Updated 19:17 PM PHT Tue, June 9, 2015
Metro Manila (CNN Philippines) — Should medical marijuana be legalized in the Philippines?
This was the question that several law students from two universities in the country tried to answer on Tuesday (June 9) during a Law and Policy Debate at the House of Representatives.
Ambassador Manuel Teehankee, a medical and law expert, recognized the need for public discussions on the legalization of marijuana.
He noted that debating on a topic is a healthy method of testing ideas and proposal, and "a good way by which the legislative process can be vetted with various ideas being exchanged."
Dr. Junice L.D. Melgar, executive director of the Likhaan Center for Women's Health, agreed with Teehankee and explained that marijuana has several medical uses.
According to Melgar, marijuana can stop epileptic seizures and can help treat neuropathic diseases such as Alzheimer's and multiple sclerosis. It can also treat loss of appetite after chemotherapy or following treatment for HIV or AIDS.
She also mentioned that marijuana has side effects like the alteration of moods. In fact, among psychotropic drugs such as cocaine, heroin, and methamphetamine, marijuana is the most potent, Melgar added.
The doctor said that there are no reports of any deaths caused by toxicity or the intake of cannabis.
Melgar also stressed the importance of being informed about marijuana and its uses.
"Even for small part, if we don’t give them space for public discussion — for people to be enlightened about it — we will forever be ignorant."
Opposed by PDEA
The Philippine Drug Enforcement Agency (PDEA), on the other hand, has continued to oppose the legalization of marijuana.
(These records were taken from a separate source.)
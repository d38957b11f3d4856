//! Deterministic daily luck.
//!
//! The same (platform, user, local date) always hashes to the same score, so
//! repeated invocations during one day agree and the next day rolls a new one.
//! The derivation (SHA-256, first four bytes big-endian, modulo 100) is part of
//! the observable contract: other implementations must agree bit for bit.

use chrono::NaiveDate;
use sha2::{Digest, Sha256};

use crate::domain::Invoker;

const SEED_TAG: &str = "luck";

#[derive(Clone, Copy, Debug, PartialEq, Eq)]
pub enum LuckTier {
    GreatLuck,
    Luck,
    NearLuck,
    NearIll,
    Ill,
    GreatIll,
}

impl LuckTier {
    /// Tier for a 0..=99 basis value (half-open bands).
    pub fn from_basis(basis: u32) -> Self {
        match basis {
            0..=15 => LuckTier::GreatLuck,
            16..=32 => LuckTier::Luck,
            33..=49 => LuckTier::NearLuck,
            50..=65 => LuckTier::NearIll,
            66..=82 => LuckTier::Ill,
            _ => LuckTier::GreatIll,
        }
    }

    pub fn label(self) -> &'static str {
        match self {
            LuckTier::GreatLuck => "great luck",
            LuckTier::Luck => "luck",
            LuckTier::NearLuck => "near luck",
            LuckTier::NearIll => "near ill",
            LuckTier::Ill => "ill",
            LuckTier::GreatIll => "great ill",
        }
    }

    pub fn tip(self) -> &'static str {
        match self {
            LuckTier::GreatLuck => "Everything goes your way, smooth sailing ~",
            LuckTier::Luck => "Today is a lucky day!",
            LuckTier::NearLuck => "Daily tiny fortune (1/1)",
            LuckTier::NearIll => "Looks like a small hiccup?",
            LuckTier::Ill => "Hiss... nothing serious (?)",
            LuckTier::GreatIll => "Time to sneak away (flee)",
        }
    }
}

#[derive(Clone, Copy, Debug, PartialEq, Eq)]
pub struct LuckResult {
    /// 1..=100, lower is luckier.
    pub score: u32,
    pub tier: LuckTier,
    pub tip: &'static str,
}

impl LuckResult {
    /// The "luck index" shown to users is the inverse of the score.
    pub fn luck_index(&self) -> u32 {
        100 - self.score
    }
}

/// `yymmdd` for a calendar date.
pub fn date_stamp(date: NaiveDate) -> String {
    date.format("%y%m%d").to_string()
}

pub fn seed(invoker: &Invoker, date: NaiveDate) -> String {
    format!(
        "{}:{}:{}:{SEED_TAG}",
        invoker.platform,
        invoker.user_id,
        date_stamp(date)
    )
}

/// First four digest bytes as a big-endian integer.
pub fn hash_to_u32(input: &str) -> u32 {
    let digest = Sha256::digest(input.as_bytes());
    u32::from_be_bytes([digest[0], digest[1], digest[2], digest[3]])
}

/// 0..=99 value the score and tier are derived from.
pub fn luck_basis(seed: &str) -> u32 {
    hash_to_u32(seed) % 100
}

pub fn from_basis(basis: u32) -> LuckResult {
    let tier = LuckTier::from_basis(basis);
    LuckResult {
        score: basis + 1,
        tier,
        tip: tier.tip(),
    }
}

pub fn daily_luck(invoker: &Invoker, date: NaiveDate) -> LuckResult {
    from_basis(luck_basis(&seed(invoker, date)))
}
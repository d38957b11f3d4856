use rand::Rng;

/// Uniform random source used for candidate ordering.
///
/// Kept as a trait so tests can script the exact sequence of draws.
pub trait RandomSource: Send {
    /// Uniform value in `0..upper`. `upper` is always at least 1.
    fn below(&mut self, upper: usize) -> usize;
}

/// Adapter for any `rand` generator.
#[derive(Debug)]
pub struct RngSource<R>(pub R);

impl<R: Rng + Send> RandomSource for RngSource<R> {
    fn below(&mut self, upper: usize) -> usize {
        self.0.random_range(0..upper)
    }
}

/// Production source seeded from the OS.
pub fn os_seeded() -> RngSource<rand::rngs::StdRng> {
    use rand::SeedableRng;
    RngSource(rand::rngs::StdRng::from_os_rng())
}

/// Fisher-Yates shuffle: draws `below(i + 1)` for `i` from `len - 1` down to 1.
pub fn shuffle<T>(items: &mut [T], rng: &mut dyn RandomSource) {
    for i in (1..items.len()).rev() {
        let j = rng.below(i + 1);
        items.swap(i, j);
    }
}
Director General Arturo Cacdac, PDEA chief, said that there is a need to first resolve the issue of how the government would be able to regulate marijuana plantations to ensure that it would not be abused.
Sen. Grace Poe, chair of the Committee on Public Order and Dangerous Drugs, meanwhile, acknowledged Cacdac's concern — saying that there really is a need to ensure that the country is capable of regulating marijuana production and distribution.
"Kailangan talaga mapakita from our med prac margining opinion ng mga magulang, pero para sa akin, kaya ba natin iimplmeneta ang batas na ito na di maaabuso," Poe said.
[Translation: "Medical practitioners should show us the margining opinions of parents on the matter, but for me, the question is: 'Can we really implement this law without any abuse?'"]
Amid debates on the matter, there is actually pending bill at the lower chamber, which aims to legalize the compassionate use of marijuana.
But since it was filed in May 2014, no committee hearing has been held on the bill at the lower chamber.
Bill co-author Rep. Leah Paquiz appealed to her colleagues to take a look at the draft bill.
"We are at this stage, we have Filipinos who need care, we should give them compassionate care — this medical cannabis. There are a lot of medicines, but they are expensive," Paquiz said.
According to Paquiz, around 70 lawmakers already signed the bill as co-authors. But as the 16th Congress nears its end, the fate of the bill has turned grim.